The primary objective of infrared thermography in maintenance is to confirm normal machinery operation and detect abnormal heat patterns indicative of inefficiency or defects.

This process gives asset managers a significant advantage in condition monitoring.

While infrared imagers are user-friendly, decoding the generated data requires a nuanced understanding of their operation, coupled with baseline knowledge of radiometry and heat transfer processes.

Inspecting mechanical equipment through infrared thermography reveals a wealth of insights, but effective interpretation necessitates a holistic comprehension of the technology for NDT Services

Types of Infrared Thermometers

Infrared thermometers, integral to contemporary temperature measurement, encompass various configurations tailored to specific applications.

These devices, which operate without direct contact, rely on a lens to focus infrared thermal radiation onto a detector, translating radiant energy into a color-coded signal.

Here are three common types of Infrared Thermometers:

1. Spot Infrared Thermometers (Pyrometers)

Resembling handheld radar guns, spot infrared thermometers precisely measure temperatures at specific points on a surface.

Ideal for hard-to-reach structures or those in extreme conditions, they find applications in HVAC diagnostics, bearing inspections, electrical room monitoring, and energy audits.

Parameters like field of view (FOV) and distance-to-spot ratio (D:S) ensure accurate measurements, with higher ratios indicating superior resolution.

2. Infrared Scanner Systems

Designed for Scanning larger areas, these systems prove beneficial in manufacturing plants with conveyors or web processes.

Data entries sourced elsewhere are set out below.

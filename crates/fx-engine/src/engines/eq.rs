//! Equalizers: dynamic band, three-band parametric, passive-style console EQ

use fx_core::{ParamDisplay, db_to_gain_f64};
use fx_dsp::biquad::FilterType;
use fx_dsp::dynamic_eq::{DynamicEqBand, DynamicEqSettings, LOOKAHEAD};
use fx_dsp::dynamics::GainMode;

use super::{StereoBiquad, saturate_biased};
use crate::engine::StereoKernel;
use crate::params::{ParamBank, ParamSpec};
use crate::registry::EngineId;

/// Seconds for biquad ringing to fall well below −120 dB
const EQ_TAIL_SECONDS: f64 = 0.1;

// ============ Dynamic EQ ============

pub const DYNAMIC_EQ_PARAMS: &[ParamSpec] = &[
    ParamSpec::new("Frequency", 0.5, ParamDisplay::Frequency),
    ParamSpec::new("Threshold", 0.5, ParamDisplay::Decibels),
    ParamSpec::new("Ratio", 0.5, ParamDisplay::Ratio),
    ParamSpec::new("Attack", 0.5, ParamDisplay::Millis { min: 0.1, max: 100.0 }),
    ParamSpec::new("Release", 0.5, ParamDisplay::Millis { min: 5.0, max: 2000.0 }),
    ParamSpec::new("Q", 0.5, ParamDisplay::Scale { min: 0.2, max: 20.0 }),
    ParamSpec::new("Band Gain", 0.5, ParamDisplay::GainDb { min: -18.0, max: 18.0 }),
    ParamSpec::new("Mode", 0.0, ParamDisplay::Choice(2)).step(),
    ParamSpec::mix(1.0),
];

/// One look-ahead dynamic band per channel
pub struct DynamicEq {
    sample_rate: f64,
    bands: [DynamicEqBand; 2],
}

impl DynamicEq {
    fn settings(params: &ParamBank) -> DynamicEqSettings {
        DynamicEqSettings {
            frequency: params.get(0),
            threshold_db: params.get(1),
            ratio: params.get(2),
            attack_ms: params.get(3),
            release_ms: params.get(4),
            q: params.get(5),
            band_gain_db: params.get(6),
            mode: if params.choice(7) == 1 { GainMode::Expand } else { GainMode::Compress },
        }
    }
}

impl StereoKernel for DynamicEq {
    const ID: EngineId = EngineId::DynamicEq;

    fn new(sample_rate: f64, _max_block: usize) -> Self {
        Self {
            sample_rate,
            bands: [DynamicEqBand::new(sample_rate), DynamicEqBand::new(sample_rate)],
        }
    }

    fn control(&mut self, params: &ParamBank) {
        let settings = Self::settings(params);
        for band in &mut self.bands {
            band.set(settings);
        }
    }

    #[inline]
    fn tick(&mut self, _params: &ParamBank, left: f64, right: f64) -> (f64, f64) {
        let [bl, br] = &mut self.bands;
        (bl.process(left as f32) as f64, br.process(right as f32) as f64)
    }

    fn reset(&mut self) {
        for band in &mut self.bands {
            band.reset();
        }
    }

    fn tail_samples(&self, params: &ParamBank) -> usize {
        // release of the gain plus band ringing
        let release = params.get(4) * 0.001 * 5.0;
        LOOKAHEAD + ((release + EQ_TAIL_SECONDS) * self.sample_rate) as usize
    }

    fn latency(&self) -> usize {
        LOOKAHEAD
    }
}

// ============ Parametric EQ ============

pub const PARAMETRIC_EQ_PARAMS: &[ParamSpec] = &[
    ParamSpec::new("Low Freq", 0.5, ParamDisplay::Hertz { min: 20.0, max: 1000.0 }),
    ParamSpec::new("Low Gain", 0.5, ParamDisplay::GainDb { min: -15.0, max: 15.0 }),
    ParamSpec::new("Mid Freq", 0.5, ParamDisplay::Frequency),
    ParamSpec::new("Mid Gain", 0.5, ParamDisplay::GainDb { min: -15.0, max: 15.0 }),
    ParamSpec::new("Mid Q", 0.5, ParamDisplay::Scale { min: 0.2, max: 10.0 }),
    ParamSpec::new("High Freq", 0.5, ParamDisplay::Hertz { min: 1000.0, max: 20000.0 }),
    ParamSpec::new("High Gain", 0.5, ParamDisplay::GainDb { min: -15.0, max: 15.0 }),
    ParamSpec::new("Output", 0.5, ParamDisplay::GainDb { min: -12.0, max: 12.0 }).audio(),
    ParamSpec::mix(1.0),
];

/// Low shelf, mid peak, high shelf
pub struct ParametricEq {
    sample_rate: f64,
    low: StereoBiquad,
    mid: StereoBiquad,
    high: StereoBiquad,
}

impl StereoKernel for ParametricEq {
    const ID: EngineId = EngineId::ParametricEq;

    fn new(sample_rate: f64, _max_block: usize) -> Self {
        Self {
            sample_rate,
            low: StereoBiquad::new(FilterType::LowShelf, 140.0, 0.707, 0.0, sample_rate),
            mid: StereoBiquad::new(FilterType::Peaking, 630.0, 1.4, 0.0, sample_rate),
            high: StereoBiquad::new(FilterType::HighShelf, 4500.0, 0.707, 0.0, sample_rate),
        }
    }

    fn control(&mut self, params: &ParamBank) {
        let top = self.sample_rate * 0.45;
        self.low.set(params.get(0), 0.707, params.get(1));
        self.mid.set(params.get(2).min(top), params.get(4), params.get(3));
        self.high.set(params.get(5).min(top), 0.707, params.get(6));
    }

    #[inline]
    fn tick(&mut self, params: &ParamBank, left: f64, right: f64) -> (f64, f64) {
        let (l, r) = self.low.process(left, right);
        let (l, r) = self.mid.process(l, r);
        let (l, r) = self.high.process(l, r);
        let out = db_to_gain_f64(params.get(7));
        (l * out, r * out)
    }

    fn reset(&mut self) {
        self.low.reset();
        self.mid.reset();
        self.high.reset();
    }

    fn tail_samples(&self, _params: &ParamBank) -> usize {
        (EQ_TAIL_SECONDS * self.sample_rate) as usize
    }
}

// ============ Vintage Console EQ ============

const CONSOLE_LOW_FREQS: [f64; 4] = [20.0, 30.0, 60.0, 100.0];
const CONSOLE_HIGH_FREQS: [f64; 6] = [3000.0, 4000.0, 5000.0, 8000.0, 10000.0, 12000.0];
const CONSOLE_ATTEN_FREQ: f64 = 10000.0;

pub const CONSOLE_EQ_PARAMS: &[ParamSpec] = &[
    ParamSpec::new("Low Freq", 0.5, ParamDisplay::Choice(4)).step(),
    ParamSpec::new("Low Boost", 0.5, ParamDisplay::GainDb { min: 0.0, max: 12.0 }),
    ParamSpec::new("Low Atten", 0.5, ParamDisplay::GainDb { min: 0.0, max: 12.0 }),
    ParamSpec::new("High Freq", 0.5, ParamDisplay::Choice(6)).step(),
    ParamSpec::new("High Boost", 0.5, ParamDisplay::GainDb { min: 0.0, max: 12.0 }),
    ParamSpec::new("Bandwidth", 0.5, ParamDisplay::Scale { min: 0.3, max: 3.0 }),
    ParamSpec::new("High Atten", 0.5, ParamDisplay::GainDb { min: 0.0, max: 12.0 }),
    ParamSpec::new("Drive", 0.5, ParamDisplay::Percent),
    ParamSpec::mix(1.0),
];

/// Passive-style program EQ.
///
/// Low boost and attenuation shelves sit at slightly different corners, so
/// using both at once gives the familiar dip above a low-end lift. The output
/// stage is a gently biased tube saturator.
pub struct VintageConsoleEq {
    sample_rate: f64,
    low_boost: StereoBiquad,
    low_atten: StereoBiquad,
    high_boost: StereoBiquad,
    high_atten: StereoBiquad,
    drive: f64,
}

impl StereoKernel for VintageConsoleEq {
    const ID: EngineId = EngineId::VintageConsoleEq;

    fn new(sample_rate: f64, _max_block: usize) -> Self {
        Self {
            sample_rate,
            low_boost: StereoBiquad::new(FilterType::LowShelf, 60.0, 0.6, 0.0, sample_rate),
            low_atten: StereoBiquad::new(FilterType::LowShelf, 120.0, 0.6, 0.0, sample_rate),
            high_boost: StereoBiquad::new(FilterType::Peaking, 8000.0, 1.0, 0.0, sample_rate),
            high_atten: StereoBiquad::new(FilterType::HighShelf, CONSOLE_ATTEN_FREQ, 0.707, 0.0, sample_rate),
            drive: 1.0,
        }
    }

    fn control(&mut self, params: &ParamBank) {
        let top = self.sample_rate * 0.45;
        let low = CONSOLE_LOW_FREQS[params.choice(0).min(CONSOLE_LOW_FREQS.len() - 1)];
        let high = CONSOLE_HIGH_FREQS[params.choice(3).min(CONSOLE_HIGH_FREQS.len() - 1)];
        self.low_boost.set(low, 0.6, params.get(1));
        self.low_atten.set(low * 2.0, 0.6, -params.get(2));
        self.high_boost.set(high.min(top), params.get(5), params.get(4));
        self.high_atten.set(CONSOLE_ATTEN_FREQ.min(top), 0.707, -params.get(6));
        self.drive = 0.1 + 1.5 * params.get(7) * 0.01;
    }

    #[inline]
    fn tick(&mut self, _params: &ParamBank, left: f64, right: f64) -> (f64, f64) {
        let (l, r) = self.low_boost.process(left, right);
        let (l, r) = self.low_atten.process(l, r);
        let (l, r) = self.high_boost.process(l, r);
        let (l, r) = self.high_atten.process(l, r);
        (
            saturate_biased(l, self.drive, 0.1),
            saturate_biased(r, self.drive, 0.1),
        )
    }

    fn reset(&mut self) {
        self.low_boost.reset();
        self.low_atten.reset();
        self.high_boost.reset();
        self.high_atten.reset();
    }

    fn tail_samples(&self, _params: &ParamBank) -> usize {
        // 20 Hz shelves ring longest
        (4.0 * EQ_TAIL_SECONDS * self.sample_rate) as usize
    }
}

#[cfg(test)]
mod tests {
    use super::*;
    use crate::engine::{Engine, KernelEngine};
    use fx_core::ParameterMap;
    use std::f64::consts::PI;

    fn sine_rms(engine: &mut dyn Engine, freq: f64, amp: f64) -> f64 {
        let sr = 48000.0;
        let mut sum = 0.0;
        let mut count = 0;
        for b in 0..200 {
            let mut l: Vec<f32> = (0..240)
                .map(|i| ((2.0 * PI * freq * (b * 240 + i) as f64 / sr).sin() * amp) as f32)
                .collect();
            let mut r = l.clone();
            {
                let mut block: [&mut [f32]; 2] = [&mut l, &mut r];
                engine.process(&mut block);
            }
            if b >= 100 {
                sum += l.iter().map(|x| (*x as f64).powi(2)).sum::<f64>();
                count += l.len();
            }
        }
        (sum / count as f64).sqrt()
    }

    #[test]
    fn test_parametric_flat_at_defaults() {
        let mut eq = KernelEngine::<ParametricEq>::new(48000.0, 240);
        let rms = sine_rms(&mut eq, 1000.0, 0.5);
        assert!((rms - 0.5 / 2f64.sqrt()).abs() < 1e-3, "rms {rms}");
    }

    #[test]
    fn test_parametric_mid_boost() {
        let mut eq = KernelEngine::<ParametricEq>::new(48000.0, 240);
        // mid at ~632 Hz, +12 dB
        eq.apply_parameters(&ParameterMap::new().with(3, 0.9));
        let rms = sine_rms(&mut eq, 632.0, 0.1);
        let gain_db = 20.0 * (rms / (0.1 / 2f64.sqrt())).log10();
        assert!((gain_db - 12.0).abs() < 0.5, "gain {gain_db}");
    }

    #[test]
    fn test_dynamic_eq_reports_lookahead() {
        let eq = KernelEngine::<DynamicEq>::new(48000.0, 256);
        assert_eq!(eq.latency_samples(), LOOKAHEAD);
    }
}
//! Uniform partitioned convolution
//!
//! Mono input, stereo output. The impulse response is split into `B`-sample
//! partitions, each zero-padded to `2B` and transformed once
//! ([`IrPartitions`]). Per block the newest `2B` input samples are
//! transformed into a frequency-domain delay line (FDL); the output
//! spectrum is `Σ FDL[head − p] · IR[p]`, inverse-transformed with the
//! first half discarded (overlap-save). Latency is `B` samples.
//!
//! New tables arrive through an [`IrExchange`]: the control thread parks
//! them behind a mutex, the audio thread `try_lock`s and swaps, returning
//! the old table for the control thread to drop.

use std::sync::Arc;
use std::sync::atomic::{AtomicUsize, Ordering};

use parking_lot::Mutex;

use crate::fft::{Complex64, RealFft, ZERO};
use crate::impulse::{ImpulseResponse, IrError, MAX_IR_SECONDS};
use crate::next_pow2;

/// Smallest / largest partition size
pub const MIN_BLOCK: usize = 64;
pub const MAX_BLOCK: usize = 8192;

/// Partition size for a host block size
pub fn partition_size(max_block: usize) -> usize {
    next_pow2(max_block).clamp(MIN_BLOCK, MAX_BLOCK)
}

// ============ Partition Table ============

/// Pre-transformed impulse-response partitions for both output channels
pub struct IrPartitions {
    block_size: usize,
    len: usize,
    left: Vec<Vec<Complex64>>,
    right: Vec<Vec<Complex64>>,
}

impl IrPartitions {
    /// Partition and transform `ir` (control thread; allocates)
    pub fn new(ir: &ImpulseResponse, block_size: usize) -> Self {
        let block_size = partition_size(block_size);
        let mut fft = RealFft::new(2 * block_size);
        let left = partition_channel(ir.left(), block_size, &mut fft);
        let right = partition_channel(ir.right(), block_size, &mut fft);
        log::debug!(
            "impulse response partitioned: {} samples, B={}, P={}",
            ir.len(),
            block_size,
            left.len()
        );
        Self {
            block_size,
            len: ir.len(),
            left,
            right,
        }
    }

    pub fn block_size(&self) -> usize {
        self.block_size
    }

    /// Partition count P = ⌈L/B⌉
    pub fn partitions(&self) -> usize {
        self.left.len()
    }

    /// Impulse-response length in samples
    pub fn len(&self) -> usize {
        self.len
    }

    pub fn is_empty(&self) -> bool {
        self.len == 0
    }
}

fn partition_channel(ir: &[f32], block: usize, fft: &mut RealFft) -> Vec<Vec<Complex64>> {
    let count = ir.len().div_ceil(block).max(1);
    let mut time = vec![0.0f64; 2 * block];
    let mut parts = Vec::with_capacity(count);
    for p in 0..count {
        time.fill(0.0);
        let start = p * block;
        let end = (start + block).min(ir.len());
        for (dst, &src) in time.iter_mut().zip(&ir[start.min(end)..end]) {
            *dst = src as f64;
        }
        let mut spectrum = vec![ZERO; block + 1];
        fft.forward(&mut time, &mut spectrum);
        parts.push(spectrum);
    }
    parts
}

// ============ Exchange ============

/// Control → audio handoff of partition tables
pub struct IrExchange {
    pending: Mutex<Option<Box<IrPartitions>>>,
    retired: Mutex<Option<Box<IrPartitions>>>,
    block_size: AtomicUsize,
}

impl IrExchange {
    pub fn new(block_size: usize) -> Self {
        Self {
            pending: Mutex::new(None),
            retired: Mutex::new(None),
            block_size: AtomicUsize::new(partition_size(block_size)),
        }
    }

    /// Partition size the consuming convolver runs at
    pub fn block_size(&self) -> usize {
        self.block_size.load(Ordering::Relaxed)
    }

    /// Queue a table; a table not yet picked up is replaced
    pub fn submit(&self, table: IrPartitions) -> Result<(), IrError> {
        let expected = self.block_size();
        if table.block_size() != expected {
            return Err(IrError::BlockSize {
                expected,
                found: table.block_size(),
            });
        }
        let replaced = self.pending.lock().replace(Box::new(table));
        if replaced.is_some() {
            log::debug!("pending impulse response replaced before pickup");
        }
        Ok(())
    }

    /// Partition and queue `ir` at the convolver's block size
    pub fn load(&self, ir: &ImpulseResponse) -> Result<(), IrError> {
        self.submit(IrPartitions::new(ir, self.block_size()))
    }

    /// Take a table the audio thread has swapped out
    pub fn collect_retired(&self) -> Option<Box<IrPartitions>> {
        self.retired.lock().take()
    }

    pub fn has_pending(&self) -> bool {
        self.pending.lock().is_some()
    }

    /// Audio side: swap `current` for the pending table if both locks are free
    /// and the retired slot is empty. Never blocks.
    fn try_swap(&self, current: &mut Box<IrPartitions>) -> bool {
        let Some(mut retired) = self.retired.try_lock() else {
            return false;
        };
        if retired.is_some() {
            return false;
        }
        let Some(mut pending) = self.pending.try_lock() else {
            return false;
        };
        let Some(next) = pending.take() else {
            return false;
        };
        if next.block_size() != current.block_size() {
            *retired = Some(next);
            return false;
        }
        *retired = Some(std::mem::replace(current, next));
        true
    }
}

// ============ Convolver ============

/// Mono-in / stereo-out partitioned convolver
pub struct PartitionedConvolver {
    block: usize,
    fft: RealFft,
    ir: Box<IrPartitions>,
    exchange: Arc<IrExchange>,
    history: Vec<f64>,
    time: Vec<f64>,
    fdl: Vec<Vec<Complex64>>,
    head: usize,
    gains: Vec<f64>,
    length: f64,
    acc_left: Vec<Complex64>,
    acc_right: Vec<Complex64>,
    input: Vec<f64>,
    out_left: Vec<f64>,
    out_right: Vec<f64>,
    fill: usize,
}

impl PartitionedConvolver {
    /// Convolver for host blocks up to `max_block` holding up to 4 s of IR
    pub fn new(ir: &ImpulseResponse, sample_rate: f64, max_block: usize) -> Self {
        let block = partition_size(max_block);
        let max_partitions = ((MAX_IR_SECONDS * sample_rate) / block as f64).ceil() as usize;
        let table = IrPartitions::new(ir, block);
        let fdl_len = max_partitions.max(table.partitions()).max(1);
        Self {
            block,
            fft: RealFft::new(2 * block),
            ir: Box::new(table),
            exchange: Arc::new(IrExchange::new(block)),
            history: vec![0.0; 2 * block],
            time: vec![0.0; 2 * block],
            fdl: vec![vec![ZERO; block + 1]; fdl_len],
            head: 0,
            gains: vec![1.0; fdl_len],
            length: 1.0,
            acc_left: vec![ZERO; block + 1],
            acc_right: vec![ZERO; block + 1],
            input: vec![0.0; block],
            out_left: vec![0.0; block],
            out_right: vec![0.0; block],
            fill: 0,
        }
    }

    pub fn block_size(&self) -> usize {
        self.block
    }

    pub fn latency(&self) -> usize {
        self.block
    }

    /// Samples after the last input until the output is silent
    pub fn tail(&self) -> usize {
        self.ir.len() + 2 * self.block
    }

    /// Handle for the control thread
    pub fn exchange(&self) -> Arc<IrExchange> {
        Arc::clone(&self.exchange)
    }

    /// Scale the usable tail: partitions past `fraction` of the IR fade out
    /// over the last quarter of the kept span.
    pub fn set_length(&mut self, fraction: f64) {
        let fraction = fraction.clamp(0.05, 1.0);
        if fraction != self.length {
            self.length = fraction;
            self.update_gains();
        }
    }

    fn update_gains(&mut self) {
        let parts = self.ir.partitions() as f64;
        let keep = (parts * self.length).max(1.0);
        let fade_start = keep * 0.75;
        for (p, g) in self.gains.iter_mut().enumerate() {
            let p = p as f64;
            *g = if p < fade_start {
                1.0
            } else if p < keep {
                let t = (p - fade_start) / (keep - fade_start).max(1e-9);
                0.5 + 0.5 * (std::f64::consts::PI * t).cos()
            } else {
                0.0
            };
        }
    }

    /// Push one sample, pop one stereo pair
    #[inline]
    pub fn process(&mut self, x: f64) -> (f64, f64) {
        self.input[self.fill] = x;
        let out = (self.out_left[self.fill], self.out_right[self.fill]);
        self.fill += 1;
        if self.fill == self.block {
            self.fill = 0;
            self.run_block();
        }
        out
    }

    fn run_block(&mut self) {
        if self.exchange.try_swap(&mut self.ir) {
            self.update_gains();
        }

        let b = self.block;
        self.history.copy_within(b.., 0);
        self.history[b..].copy_from_slice(&self.input);
        self.time.copy_from_slice(&self.history);

        let slots = self.fdl.len();
        self.head = (self.head + 1) % slots;
        self.fft.forward(&mut self.time, &mut self.fdl[self.head]);

        self.acc_left.fill(ZERO);
        self.acc_right.fill(ZERO);
        let used = self.ir.partitions().min(slots);
        for p in 0..used {
            let g = self.gains[p];
            if g == 0.0 {
                continue;
            }
            let spectrum = &self.fdl[(self.head + slots - p) % slots];
            let (ir_l, ir_r) = (&self.ir.left[p], &self.ir.right[p]);
            for k in 0..=b {
                let x = spectrum[k] * g;
                self.acc_left[k] += x * ir_l[k];
                self.acc_right[k] += x * ir_r[k];
            }
        }

        self.fft.inverse(&mut self.acc_left, &mut self.time);
        self.out_left.copy_from_slice(&self.time[b..]);
        self.fft.inverse(&mut self.acc_right, &mut self.time);
        self.out_right.copy_from_slice(&self.time[b..]);

        for v in self.out_left.iter_mut().chain(self.out_right.iter_mut()) {
            *v = fx_core::flush_denormal(*v);
        }
    }

    pub fn reset(&mut self) {
        self.history.fill(0.0);
        for slot in &mut self.fdl {
            slot.fill(ZERO);
        }
        self.input.fill(0.0);
        self.out_left.fill(0.0);
        self.out_right.fill(0.0);
        self.fill = 0;
        self.head = 0;
    }
}

#[cfg(test)]
mod tests {
    use super::*;

    fn impulse_ir(left_delay: usize, right_delay: usize) -> ImpulseResponse {
        let len = left_delay.max(right_delay) + 1;
        let mut l = vec![0.0; len];
        let mut r = vec![0.0; len];
        l[left_delay] = 1.0;
        r[right_delay] = 0.5;
        ImpulseResponse::from_channels(l, r, 48_000.0).unwrap()
    }

    #[test]
    fn test_partition_size() {
        assert_eq!(partition_size(1), 64);
        assert_eq!(partition_size(512), 512);
        assert_eq!(partition_size(600), 1024);
        assert_eq!(partition_size(100_000), 8192);
    }

    #[test]
    fn test_delayed_impulse_across_partitions() {
        let ir = impulse_ir(300, 70);
        let mut conv = PartitionedConvolver::new(&ir, 48_000.0, 64);
        let latency = conv.latency();
        let mut left = Vec::new();
        let mut right = Vec::new();
        for n in 0..2048 {
            let (l, r) = conv.process(if n == 0 { 1.0 } else { 0.0 });
            left.push(l);
            right.push(r);
        }
        assert!((left[latency + 300] - 1.0).abs() < 1e-9);
        assert!((right[latency + 70] - 0.5).abs() < 1e-9);
        let stray: f64 = left
            .iter()
            .enumerate()
            .filter(|(i, _)| *i != latency + 300)
            .map(|(_, v)| v.abs())
            .fold(0.0, f64::max);
        assert!(stray < 1e-9);
    }

    #[test]
    fn test_exchange_swaps_at_block_boundary() {
        let mut conv = PartitionedConvolver::new(&impulse_ir(0, 0), 48_000.0, 64);
        let exchange = conv.exchange();
        exchange.load(&impulse_ir(10, 10)).unwrap();
        assert!(exchange.has_pending());

        for _ in 0..64 {
            conv.process(0.0);
        }
        assert!(!exchange.has_pending());
        assert!(exchange.collect_retired().is_some());

        let mut out = Vec::new();
        for n in 0..256 {
            out.push(conv.process(if n == 0 { 1.0 } else { 0.0 }).0);
        }
        assert!((out[64 + 10] - 1.0).abs() < 1e-9);
    }

    #[test]
    fn test_exchange_rejects_wrong_block_size() {
        let exchange = IrExchange::new(256);
        let table = IrPartitions::new(&impulse_ir(0, 0), 1024);
        assert!(matches!(
            exchange.submit(table),
            Err(IrError::BlockSize { expected: 256, found: 1024 })
        ));
    }

    #[test]
    fn test_length_scaling_truncates_tail() {
        let ir = impulse_ir(4000, 4000);
        let mut conv = PartitionedConvolver::new(&ir, 48_000.0, 64);
        conv.set_length(0.25);
        let mut peak = 0.0f64;
        for n in 0..6000 {
            peak = peak.max(conv.process(if n == 0 { 1.0 } else { 0.0 }).0.abs());
        }
        assert!(peak < 1e-9);
    }
}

Common applications include scanning objects on conveyor belts or monitoring sheets of glass or metal leaving an oven.

3. Infrared Thermal-Imaging Cameras

Representing an advanced form of radiation Thermometers, thermal-imaging cameras measure temperatures across large areas, creating two-dimensional thermographic images.

These cameras are more software- and hardware-based than spot thermometers and offer real-time imaging.

They can be connected to specialized software for enhanced evaluation, accuracy, and report generation. 

Features such as multiple color palettes, fusion blending, and color alarms provide versatility in deciphering temperature differences.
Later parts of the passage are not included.